Но Булгаков лежал, затихнув, прикрыв глаза. Его утомила беседа, и уже нельзя было скрыть этого. Надо было уходить. В передней Фадеев спросил меня:
— Неужели врачи считают, что положение безнадежно?
— Да, они так считают.
— Невероятно! Он полон жизни!
— Но тем не менее это так. И он сам это знает лучше врачей.
— Не могу поверить. В нем столько силы. — Фадеев задумался на секунду и вдруг сказал: — Чудовищно, что я до сих пор его не знал! Я не имел права его не знать!.. Нет, не верю! Убежден, врачи ошибаются и он тоже. Он выздоровеет! И тогда все будет по-другому.
— Если бы его здоровье зависело от врачей, а его литературная жизнь от того, что вы узнали его чуть ближе…
— Вы думаете? — Он рассеянно попрощался со мной и вышел.
Потом он звонил еще два раза, справлялся встревоженно, не нужна ли еще ссуда от Союза, нужно ли еще что-нибудь?
— Я думаю, уже не нужна.
— Неужели? — шепотом спросил он и, помолчав некоторое время, подышав, положил трубку.
Ссуда была уже не нужна. Ничего уже не могло ему помочь.
Весь организм его был отравлен, каждый мускул при малейшем движении болел нестерпимо. Он кричал, не в силах сдержать крик. Этот крик до сих пор у меня в ушах. Мы осторожно переворачивали его.
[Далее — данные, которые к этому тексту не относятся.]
use std::sync::Arc;

use rand::Rng;

use super::error::CompileError;
use super::rule::Rule;
use super::table::{DecisionTable, DecisionTableBuilder};
use super::value::Value;
use crate::expression::{BuiltinEvaluator, ExpressionEvaluator};

/// Declarative description of a decision table, as found in configuration.
///
/// With the `serde` feature this deserializes from YAML:
///
/// ```yaml
/// title: eligibility
/// break_on_match: true
/// default_outcome: default
/// rules:
///   - title: Under 21
///     expression: age < 21
///     outcome: Under 21
///   - title: Has income
///     expression: income < 1
///     negate: true
///     outcome: { tier: standard }
/// ```
///
/// A missing `rnd` is rolled when the table is built.
#[derive(Debug, Clone, PartialEq, Default)]
#[cfg_attr(feature = "serde", derive(serde::Serialize, serde::Deserialize))]
#[cfg_attr(feature = "serde", serde(default, deny_unknown_fields))]
pub struct TableDefinition {
    pub title: String,
    pub description: String,
    pub break_on_match: bool,
    pub default_outcome: Option<Value>,
    pub rnd: Option<i32>,
    pub rules: Vec<Rule>,
}

impl TableDefinition {
    /// Builder preloaded with this definition. `rng` is only consulted when
    /// the definition has no `rnd`.
    pub fn into_builder<R: Rng>(
        self,
        evaluator: Arc<dyn ExpressionEvaluator>,
        rng: &mut R,
    ) -> DecisionTableBuilder {
        let mut builder = DecisionTableBuilder::with_evaluator(evaluator)
            .title(self.title)
            .description(self.description)
            .break_on_match(self.break_on_match)
            .rules(self.rules);
        if let Some(outcome) = self.default_outcome {
            builder = builder.default_outcome(outcome);
        }
        match self.rnd {
            Some(rnd) => builder.rnd(rnd),
            None => builder.roll(rng),
        }
    }

    /// Build with the built-in evaluator, rolling `rnd` from the thread RNG
    /// if unset.
    ///
    /// # Errors
    ///
    /// Returns [`CompileError`] if any rule expression is invalid.
    pub fn build(self) -> Result<DecisionTable, CompileError> {
        self.build_with(Arc::new(BuiltinEvaluator), &mut rand::rng())
    }

    /// Build with the given evaluator and random source.
    ///
    /// # Errors
    ///
    /// Returns [`CompileError`] if any rule expression is invalid.
    pub fn build_with<R: Rng>(
        self,
        evaluator: Arc<dyn ExpressionEvaluator>,
        rng: &mut R,
    ) -> Result<DecisionTable, CompileError> {
        self.into_builder(evaluator, rng).build()
    }
}

#[cfg(feature = "serde")]
impl TableDefinition {
    /// Parse a YAML table definition without building it.
    ///
    /// # Errors
    ///
    /// Returns [`serde_yaml::Error`] if the document does not match the schema.
    pub fn from_yaml(input: &str) -> Result<Self, serde_yaml::Error> {
        serde_yaml::from_str(input)
    }
}

#[cfg(feature = "serde")]
impl DecisionTable {
    /// Parse and build a YAML table definition with the built-in evaluator.
    ///
    /// # Errors
    ///
    /// Returns [`ArbiterError`](crate::ArbiterError) on malformed YAML or an
    /// invalid rule expression.
    pub fn from_yaml(input: &str) -> Result<Self, crate::ArbiterError> {
        Ok(TableDefinition::from_yaml(input)?.build()?)
    }

    /// Parse and build a YAML table definition with a custom evaluator and
    /// random source.
    ///
    /// # Errors
    ///
    /// Returns [`ArbiterError`](crate::ArbiterError) on malformed YAML or an
    /// invalid rule expression.
    pub fn from_yaml_with<R: Rng>(
        input: &str,
        evaluator: Arc<dyn ExpressionEvaluator>,
        rng: &mut R,
    ) -> Result<Self, crate::ArbiterError> {
        Ok(TableDefinition::from_yaml(input)?.build_with(evaluator, rng)?)
    }

    /// Read a YAML table definition from disk and build it.
    ///
    /// # Errors
    ///
    /// Returns [`ArbiterError`](crate::ArbiterError) on I/O failure,
    /// malformed YAML or an invalid rule expression.
    pub fn from_file(path: impl AsRef<std::path::Path>) -> Result<Self, crate::ArbiterError> {
        let input = std::fs::read_to_string(path)?;
        Self::from_yaml(&input)
    }
}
Как ни было ему больно от наших прикосновений, он крепился и даже тихонько, не застонав, говорил мне одними губами:
— Ты хорошо это делаешь… Хорошо…
В те последние дни подозрительность его развилась до крайности. Он уже не доверял даже таким вернейшим своим друзьям, как Дмитриев и Эрдман. Шептал мне:
— Ты не очень-то болтай обо мне, даже с ними… И уже никого, кроме Лены и меня, к себе не подпускал.
Он ослеп.
Когда я наклонялся к нему, он ощупывал мое лицо руками и узнавал меня.
Лену он узнавал по шагам, едва появлялась она в комнате.
Он лежал голый, лишь с набедренной повязкой. Тело его было сухо. Он очень похудел.
Все последние ночи со мной вместе (в комнате маленького Сережи, на полу) ночевали Дмитриев и Борис Эрдман. С утра приходил Женя, старший сын Лены, Булгаков трогал его лицо и улыбался. Он делал это не только потому, что любил этого темноволосого очень красивого юношу, холодновато-сдержанного, по-взрослому отвечающего за каждое свое душевное движение, он делал это не только для него, но и для Лены. Быть может, это было последним проявлением его любви к ней — и благодарности.